PROBLEM DETAILS:
In the entries that follow, the line with "raw catalog items" opens the range and the line with "page of matches" closes it; repeat that range exactly, both lines included.

Saved entries:
════════════════

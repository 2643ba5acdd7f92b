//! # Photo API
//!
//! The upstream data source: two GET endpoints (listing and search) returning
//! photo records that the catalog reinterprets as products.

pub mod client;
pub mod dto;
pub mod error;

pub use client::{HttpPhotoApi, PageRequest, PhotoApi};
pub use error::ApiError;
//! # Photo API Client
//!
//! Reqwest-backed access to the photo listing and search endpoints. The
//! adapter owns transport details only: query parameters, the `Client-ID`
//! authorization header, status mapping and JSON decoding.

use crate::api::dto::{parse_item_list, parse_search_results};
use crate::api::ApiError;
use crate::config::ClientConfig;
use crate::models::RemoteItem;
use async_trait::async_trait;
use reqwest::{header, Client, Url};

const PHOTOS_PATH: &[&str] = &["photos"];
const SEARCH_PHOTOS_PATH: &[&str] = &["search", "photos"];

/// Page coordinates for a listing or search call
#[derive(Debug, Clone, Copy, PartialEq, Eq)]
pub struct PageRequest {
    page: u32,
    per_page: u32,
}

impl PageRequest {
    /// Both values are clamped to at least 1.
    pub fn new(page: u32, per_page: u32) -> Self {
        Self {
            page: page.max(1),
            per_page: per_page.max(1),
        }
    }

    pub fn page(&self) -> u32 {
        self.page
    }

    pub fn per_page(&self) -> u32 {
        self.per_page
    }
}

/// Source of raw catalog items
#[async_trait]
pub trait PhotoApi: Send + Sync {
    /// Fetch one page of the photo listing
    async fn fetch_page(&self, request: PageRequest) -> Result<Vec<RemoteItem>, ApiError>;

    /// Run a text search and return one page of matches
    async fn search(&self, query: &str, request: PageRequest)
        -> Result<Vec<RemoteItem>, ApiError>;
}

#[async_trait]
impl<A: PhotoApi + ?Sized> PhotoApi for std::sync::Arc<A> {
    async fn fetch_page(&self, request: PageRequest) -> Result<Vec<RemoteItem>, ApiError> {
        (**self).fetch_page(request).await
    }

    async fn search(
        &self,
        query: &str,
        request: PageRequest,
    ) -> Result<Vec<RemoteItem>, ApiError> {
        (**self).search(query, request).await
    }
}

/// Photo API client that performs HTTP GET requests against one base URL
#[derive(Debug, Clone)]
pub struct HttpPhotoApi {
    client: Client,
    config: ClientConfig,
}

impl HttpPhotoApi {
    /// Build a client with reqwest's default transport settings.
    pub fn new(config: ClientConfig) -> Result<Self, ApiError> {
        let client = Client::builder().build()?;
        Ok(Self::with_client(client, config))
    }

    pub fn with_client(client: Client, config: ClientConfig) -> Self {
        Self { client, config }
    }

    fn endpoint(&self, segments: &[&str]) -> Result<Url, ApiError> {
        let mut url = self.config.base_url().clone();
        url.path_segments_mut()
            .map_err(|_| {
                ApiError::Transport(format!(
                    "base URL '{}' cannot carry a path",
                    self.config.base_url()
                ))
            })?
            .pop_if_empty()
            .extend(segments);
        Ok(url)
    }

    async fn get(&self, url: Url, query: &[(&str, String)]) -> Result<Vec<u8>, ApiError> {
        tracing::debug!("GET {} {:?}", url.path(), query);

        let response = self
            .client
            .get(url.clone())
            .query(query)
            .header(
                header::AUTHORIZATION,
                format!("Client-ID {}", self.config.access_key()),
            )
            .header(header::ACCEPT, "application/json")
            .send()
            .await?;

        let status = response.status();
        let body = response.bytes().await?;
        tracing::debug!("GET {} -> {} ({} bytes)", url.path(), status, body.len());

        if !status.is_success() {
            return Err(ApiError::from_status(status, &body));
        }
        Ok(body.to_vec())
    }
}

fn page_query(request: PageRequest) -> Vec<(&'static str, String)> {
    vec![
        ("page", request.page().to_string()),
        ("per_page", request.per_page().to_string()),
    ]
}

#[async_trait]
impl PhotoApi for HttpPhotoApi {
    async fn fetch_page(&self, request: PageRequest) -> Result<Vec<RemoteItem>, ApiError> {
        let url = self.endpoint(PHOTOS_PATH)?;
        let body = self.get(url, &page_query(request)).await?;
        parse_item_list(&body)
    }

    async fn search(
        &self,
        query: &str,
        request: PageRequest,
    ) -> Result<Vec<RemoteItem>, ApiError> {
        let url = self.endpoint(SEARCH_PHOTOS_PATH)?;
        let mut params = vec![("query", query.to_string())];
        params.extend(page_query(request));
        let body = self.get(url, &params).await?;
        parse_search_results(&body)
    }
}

════════════════

OUTPUT:
/// Source of raw catalog items
#[async_trait]
pub trait PhotoApi: Send + Sync {
    /// Fetch one page of the photo listing
    async fn fetch_page(&self, request: PageRequest) -> Result<Vec<RemoteItem>, ApiError>;

    /// Run a text search and return one page of matches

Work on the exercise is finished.